Records to use>
------------------------------------------------------------------------

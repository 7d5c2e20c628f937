use crate::normals::{DayAggregate, HistoricalNormals};
use chrono::NaiveDate;
use snotel_core::observation::Observation;
use snotel_core::water_year::day_of_water_year;
use std::fmt;

/// An observed value expressed against the historical median for the same
/// day of the water year.
#[derive(Debug, Clone, Copy, PartialEq)]
pub enum PercentOfNormal {
    Percent(f64),
    /// The historical median is absent, zero or not a number
    NoBaseline,
    /// Nothing was observed on the requested date
    NoObservation,
}

impl PercentOfNormal {
    pub fn percent(&self) -> Option<f64> {
        match self {
            PercentOfNormal::Percent(p) => Some(*p),
            _ => None,
        }
    }
}

impl fmt::Display for PercentOfNormal {
    fn fmt(&self, f: &mut fmt::Formatter<'_>) -> fmt::Result {
        match self {
            PercentOfNormal::Percent(p) => write!(f, "{p:.1}%"),
            PercentOfNormal::NoBaseline => write!(f, "no baseline"),
            PercentOfNormal::NoObservation => write!(f, "no observation"),
        }
    }
}

/// `100 * observed / median`.
///
/// ```
/// use snotel_stats::{percent_of_normal, HistoricalNormals, PercentOfNormal};
///
/// let normals = HistoricalNormals::from_pairs([(150, Some(50.0))]);
/// assert_eq!(percent_of_normal(40.0, &normals.for_day(150)), PercentOfNormal::Percent(80.0));
/// assert_eq!(percent_of_normal(40.0, &normals.for_day(151)), PercentOfNormal::NoBaseline);
/// ```
pub fn percent_of_normal(observed: f64, aggregate: &DayAggregate) -> PercentOfNormal {
    if !observed.is_finite() {
        return PercentOfNormal::NoObservation;
    }
    match aggregate.median() {
        Some(median) if median.is_finite() && median != 0.0 => {
            PercentOfNormal::Percent(100.0 * observed / median)
        }
        _ => PercentOfNormal::NoBaseline,
    }
}

/// The value observed on `date`. With several observations that day
/// (hourly data) the latest present value is used.
pub fn observed_on(date: NaiveDate, observations: &[Observation]) -> Option<f64> {
    observations
        .iter()
        .filter(|o| o.date() == date)
        .filter_map(|o| o.value.map(|v| (o.timestamp, v)))
        .max_by_key(|(timestamp, _)| *timestamp)
        .map(|(_, v)| v)
}

/// Percent of normal for the value [`observed_on`] `reference_date`.
pub fn percent_of_normal_on(
    reference_date: NaiveDate,
    observations: &[Observation],
    normals: &HistoricalNormals,
) -> PercentOfNormal {
    match observed_on(reference_date, observations) {
        Some(value) => percent_of_normal(value, &normals.for_day(day_of_water_year(reference_date))),
        None => PercentOfNormal::NoObservation,
    }
}

#[cfg(test)]
mod tests {
    use super::*;
    use crate::normals::DaySummary;
    use chrono::{FixedOffset, TimeZone};
    use snotel_core::element::Element;

    fn observation(date: NaiveDate, hour: u32, value: Option<f64>) -> Observation {
        let offset = FixedOffset::west_opt(8 * 3600).unwrap();
        Observation {
            site: "1000:OR:SNTL".to_string(),
            element: Element::SnowWaterEquivalent,
            timestamp: offset
                .from_local_datetime(&date.and_hms_opt(hour, 0, 0).unwrap())
                .unwrap(),
            value,
            qc_flag: None,
            qa_flag: None,
        }
    }

    fn summary(median: f64) -> DayAggregate {
        DayAggregate::Summary(DaySummary {
            count: 3,
            min: median,
            max: median,
            mean: median,
            std_dev: Some(0.0),
            median,
        })
    }

    #[test]
    fn test_forty_against_fifty_is_eighty_percent() {
        assert_eq!(percent_of_normal(40.0, &summary(50.0)), PercentOfNormal::Percent(80.0));
    }

    #[test]
    fn test_exact_ratio() {
        let observed = 13.7;
        let median = 9.3;
        assert_eq!(
            percent_of_normal(observed, &summary(median)),
            PercentOfNormal::Percent(100.0 * observed / median)
        );
    }

    #[test]
    fn test_no_baseline() {
        assert_eq!(percent_of_normal(4.0, &summary(0.0)), PercentOfNormal::NoBaseline);
        assert_eq!(percent_of_normal(4.0, &summary(f64::NAN)), PercentOfNormal::NoBaseline);
        assert_eq!(percent_of_normal(4.0, &DayAggregate::NoData), PercentOfNormal::NoBaseline);
    }

    #[test]
    fn test_zero_observed_against_baseline_is_zero_percent() {
        assert_eq!(percent_of_normal(0.0, &summary(12.0)), PercentOfNormal::Percent(0.0));
    }

    #[test]
    fn test_percent_of_normal_on_reference_date() {
        let history = vec![
            observation(NaiveDate::from_ymd_opt(2021, 3, 1).unwrap(), 0, Some(40.0)),
            observation(NaiveDate::from_ymd_opt(2022, 3, 1).unwrap(), 0, Some(60.0)),
        ];
        let normals = HistoricalNormals::from_observations(&history);
        let today = NaiveDate::from_ymd_opt(2023, 3, 1).unwrap();
        let current = vec![
            observation(today, 0, Some(30.0)),
            observation(today, 12, None),
            observation(today, 6, Some(40.0)),
        ];
        let result = percent_of_normal_on(today, &current, &normals);
        assert_eq!(result, PercentOfNormal::Percent(80.0));
        assert_eq!(result.to_string(), "80.0%");
    }

    #[test]
    fn test_percent_of_normal_on_missing_observation() {
        let normals = HistoricalNormals::from_pairs([(152, Some(10.0))]);
        let today = NaiveDate::from_ymd_opt(2023, 3, 1).unwrap();
        let current = vec![observation(today, 0, None)];
        assert_eq!(
            percent_of_normal_on(today, &current, &normals),
            PercentOfNormal::NoObservation
        );
        assert_eq!(percent_of_normal_on(today, &[], &normals), PercentOfNormal::NoObservation);
        assert_eq!(PercentOfNormal::NoObservation.percent(), None);
    }

    #[test]
    fn test_observed_on_takes_latest_present_value() {
        let today = NaiveDate::from_ymd_opt(2023, 3, 1).unwrap();
        let observations = vec![
            observation(today, 18, None),
            observation(today, 6, Some(12.0)),
            observation(today, 0, Some(11.0)),
            observation(NaiveDate::from_ymd_opt(2023, 3, 2).unwrap(), 0, Some(13.0)),
        ];
        assert_eq!(observed_on(today, &observations), Some(12.0));
        assert_eq!(observed_on(NaiveDate::from_ymd_opt(2023, 2, 28).unwrap(), &observations), None);
    }
}
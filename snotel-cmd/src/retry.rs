//! Retry policy for AWDB requests.

use log::warn;
use snotel_core::client::{ClientError, FetchOutcome};
use std::future::Future;
use std::time::Duration;

/// Run `attempt` until it returns something other than a transient failure,
/// at most `retries + 1` times. The wait before retry `n` is `n * pause`.
/// The last transient failure is returned as-is once retries run out;
/// `NotFound` and errors are never retried.
pub async fn with_retries<T, F, Fut>(
    label: &str,
    retries: u32,
    pause: Duration,
    mut attempt: F,
) -> Result<FetchOutcome<T>, ClientError>
where
    F: FnMut() -> Fut,
    Fut: Future<Output = Result<FetchOutcome<T>, ClientError>>,
{
    let mut retried = 0;
    loop {
        match attempt().await? {
            FetchOutcome::TransientFailure(reason) if retried < retries => {
                retried += 1;
                warn!(
                    "Transient failure for {}: {} (retry {}/{})",
                    label, reason, retried, retries
                );
                tokio::time::sleep(backoff(pause, retried)).await;
            }
            outcome => return Ok(outcome),
        }
    }
}

/// Wait before retry `retried`, saturating at `Duration::MAX`.
fn backoff(pause: Duration, retried: u32) -> Duration {
    pause.saturating_mul(retried)
}

#[cfg(test)]
mod tests {
    use super::*;
    use std::sync::atomic::{AtomicU32, Ordering};

    #[tokio::test]
    async fn test_retries_transient_until_success() {
        let calls = AtomicU32::new(0);
        let outcome = with_retries("335:CO:SNTL", 3, Duration::ZERO, || {
            let n = calls.fetch_add(1, Ordering::SeqCst);
            async move {
                if n < 2 {
                    Ok(FetchOutcome::TransientFailure("HTTP 503".to_string()))
                } else {
                    Ok(FetchOutcome::Success(n))
                }
            }
        })
        .await
        .unwrap();
        assert_eq!(outcome, FetchOutcome::Success(2));
        assert_eq!(calls.load(Ordering::SeqCst), 3);
    }

    #[tokio::test]
    async fn test_gives_up_after_retries() {
        let calls = AtomicU32::new(0);
        let outcome: FetchOutcome<()> = with_retries("335:CO:SNTL", 2, Duration::ZERO, || {
            calls.fetch_add(1, Ordering::SeqCst);
            async { Ok(FetchOutcome::TransientFailure("timed out".to_string())) }
        })
        .await
        .unwrap();
        assert!(outcome.is_transient());
        assert_eq!(calls.load(Ordering::SeqCst), 3);
    }

    #[tokio::test]
    async fn test_not_found_and_errors_are_not_retried() {
        let calls = AtomicU32::new(0);
        let outcome: FetchOutcome<()> = with_retries("1:XX:SNTL", 5, Duration::ZERO, || {
            calls.fetch_add(1, Ordering::SeqCst);
            async { Ok(FetchOutcome::NotFound) }
        })
        .await
        .unwrap();
        assert_eq!(outcome, FetchOutcome::NotFound);
        assert_eq!(calls.load(Ordering::SeqCst), 1);

        let calls = AtomicU32::new(0);
        let result: Result<FetchOutcome<()>, _> =
            with_retries("1:XX:SNTL", 5, Duration::ZERO, || {
                calls.fetch_add(1, Ordering::SeqCst);
                async {
                    Err(ClientError::Rejected {
                        url: "http://localhost/data".to_string(),
                        status: 400,
                    })
                }
            })
            .await;
        assert!(matches!(result, Err(ClientError::Rejected { status: 400, .. })));
        assert_eq!(calls.load(Ordering::SeqCst), 1);
    }

    #[test]
    fn test_backoff_is_linear_and_saturates() {
        assert_eq!(backoff(Duration::from_millis(500), 3), Duration::from_millis(1500));
        assert_eq!(backoff(Duration::MAX, 2), Duration::MAX);
        assert_eq!(backoff(Duration::from_secs(u64::MAX / 2 + 1), u32::MAX), Duration::MAX);
    }
}
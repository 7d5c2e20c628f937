use crate::water_year::{water_year_end, water_year_start};
use chrono::NaiveDate;
use std::fmt;

/// A date range iterator that yields each date from the start date
/// through the end date (inclusive).
#[derive(Clone, Eq, PartialEq, Copy, Debug)]
pub struct DateRange(pub NaiveDate, pub NaiveDate);

impl DateRange {
    /// October 1 through September 30 of the given water year.
    pub fn water_year(water_year: i32) -> Option<DateRange> {
        Some(DateRange(
            water_year_start(water_year)?,
            water_year_end(water_year)?,
        ))
    }

    pub fn start(&self) -> NaiveDate {
        self.0
    }

    pub fn end(&self) -> NaiveDate {
        self.1
    }

    /// Number of days remaining in the range, zero when start is after end.
    pub fn len_days(&self) -> u64 {
        let days = (self.1 - self.0).num_days();
        if days < 0 {
            0
        } else {
            days as u64 + 1
        }
    }

    pub fn contains(&self, date: NaiveDate) -> bool {
        self.0 <= date && date <= self.1
    }
}

impl Iterator for DateRange {
    type Item = NaiveDate;
    fn next(&mut self) -> Option<Self::Item> {
        if self.0 > self.1 {
            return None;
        }
        let current = self.0;
        match current.succ_opt() {
            Some(next) => self.0 = next,
            // NaiveDate::MAX has no successor; pull the end back so iteration stops
            None => self.1 = current.pred_opt()?,
        }
        Some(current)
    }
}

impl fmt::Display for DateRange {
    fn fmt(&self, f: &mut fmt::Formatter<'_>) -> fmt::Result {
        write!(f, "{} to {}", self.0, self.1)
    }
}
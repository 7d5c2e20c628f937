//! Spatial filtering of SNOTEL sites and GeoJSON interchange.
//!
//! Coordinates are WGS84 longitude/latitude throughout. Files declaring any
//! other coordinate reference system are rejected; reprojection is left to
//! dedicated GIS tooling.

pub mod bbox;
pub mod filter;
pub mod geojson_io;
pub mod region;

pub use bbox::BoundingBox;
pub use filter::SiteFilter;
pub use region::Region;

use thiserror::Error;

#[derive(Debug, Error)]
pub enum GeoError {
    #[error("invalid GeoJSON: {0}")]
    GeoJson(#[from] geojson::Error),
    #[error("invalid site properties: {0}")]
    Properties(#[from] serde_json::Error),
    #[error("unsupported geometry: expected {expected}, found {found}")]
    UnsupportedGeometry {
        expected: &'static str,
        found: String,
    },
    #[error("unsupported coordinate reference system {0:?}; only WGS84 longitude/latitude is accepted")]
    UnsupportedCrs(String),
    #[error("feature has no geometry")]
    MissingGeometry,
    #[error("invalid bounding box: {0}")]
    InvalidBoundingBox(String),
    #[error("no polygon features found")]
    EmptyRegion,
}
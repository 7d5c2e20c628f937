use crate::element::Element;
use crate::water_year::{day_of_water_year, water_year_for_date};
use chrono::{DateTime, FixedOffset, NaiveDate, NaiveDateTime};
use serde::{Deserialize, Serialize};
use std::collections::BTreeMap;
use std::io::{Read, Write};
use thiserror::Error;

/// Numeric code the upstream service uses in place of a measurement when
/// none was recorded. It must never reach an aggregate as a real value.
pub const NO_DATA_SENTINEL: f64 = -9999.0;

/// Errors that can occur when reading or writing observations.
#[derive(Debug, Error)]
pub enum ObservationError {
    #[error("observation CSV error: {0}")]
    Csv(#[from] csv::Error),
    #[error("observation I/O error: {0}")]
    Io(#[from] std::io::Error),
}

/// A single daily (or hourly) measurement from one site for one element.
///
/// `value` is `None` when the station reported nothing for the timestamp;
/// that is distinct from a measured zero.
#[derive(Debug, Clone, PartialEq, Serialize, Deserialize)]
pub struct Observation {
    /// Station triplet of the reporting site
    pub site: String,
    pub element: Element,
    /// Timestamp in the station's reporting offset
    pub timestamp: DateTime<FixedOffset>,
    pub value: Option<f64>,
    /// Quality control flag ("V" valid, "E" edited, "S" suspect, ...)
    pub qc_flag: Option<String>,
    /// Quality assurance flag ("P" provisional, "A" approved, ...)
    pub qa_flag: Option<String>,
}

/// Translate a value as it arrives on the wire into the in-memory
/// representation: the sentinel and non-finite numbers become `None`.
pub fn value_from_wire(raw: Option<f64>) -> Option<f64> {
    raw.filter(|v| v.is_finite() && *v != NO_DATA_SENTINEL)
}

/// Attach a fixed offset to a station-local timestamp.
pub fn local_timestamp(
    local: NaiveDateTime,
    offset: FixedOffset,
) -> Option<DateTime<FixedOffset>> {
    local.and_local_timezone(offset).single()
}

impl Observation {
    /// Calendar date in the station's local time.
    pub fn date(&self) -> NaiveDate {
        self.timestamp.date_naive()
    }

    pub fn day_of_water_year(&self) -> u32 {
        day_of_water_year(self.date())
    }

    pub fn water_year(&self) -> i32 {
        water_year_for_date(self.date())
    }

    pub fn is_missing(&self) -> bool {
        self.value.is_none()
    }

    /// Group observations by site triplet, each group in timestamp order.
    pub fn group_by_site(observations: Vec<Observation>) -> BTreeMap<String, Vec<Observation>> {
        let mut result: BTreeMap<String, Vec<Observation>> = BTreeMap::new();
        for obs in observations {
            result.entry(obs.site.clone()).or_default().push(obs);
        }
        for group in result.values_mut() {
            group.sort_by_key(|o| o.timestamp);
        }
        result
    }

    /// Observations for one site and element, in timestamp order.
    pub fn series<'a>(
        observations: &'a [Observation],
        site: &str,
        element: Element,
    ) -> Vec<&'a Observation> {
        let mut series: Vec<&Observation> = observations
            .iter()
            .filter(|o| o.site == site && o.element == element)
            .collect();
        series.sort_by_key(|o| o.timestamp);
        series
    }
}

/// Write observations as CSV with a header row:
/// `site,element,timestamp,value,qc_flag,qa_flag`. Missing values are empty.
pub fn write_observations_csv<W: Write>(
    writer: W,
    observations: &[Observation],
) -> Result<(), ObservationError> {
    let mut wtr = csv::Writer::from_writer(writer);
    for observation in observations {
        wtr.serialize(observation)?;
    }
    wtr.flush()?;
    Ok(())
}

/// Read observations written by [`write_observations_csv`]. The no-data
/// sentinel and non-finite values read back as missing.
pub fn read_observations_csv<R: Read>(reader: R) -> Result<Vec<Observation>, ObservationError> {
    let mut rdr = csv::ReaderBuilder::new()
        .has_headers(true)
        .from_reader(reader);
    let mut observations = Vec::new();
    for row in rdr.deserialize() {
        let mut observation: Observation = row?;
        observation.value = value_from_wire(observation.value);
        observations.push(observation);
    }
    Ok(observations)
}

------------------------------------------------------------------------

Work order> From the data, pick out every line that includes "Option".

Answer section>
    pub fn percent(&self) -> Option<f64> {
pub fn observed_on(date: NaiveDate, observations: &[Observation]) -> Option<f64> {
    fn observation(date: NaiveDate, hour: u32, value: Option<f64>) -> Observation {
    pub fn water_year(water_year: i32) -> Option<DateRange> {
    fn next(&mut self) -> Option<Self::Item> {
    pub value: Option<f64>,
    pub qc_flag: Option<String>,
    pub qa_flag: Option<String>,
pub fn value_from_wire(raw: Option<f64>) -> Option<f64> {
) -> Option<DateTime<FixedOffset>> {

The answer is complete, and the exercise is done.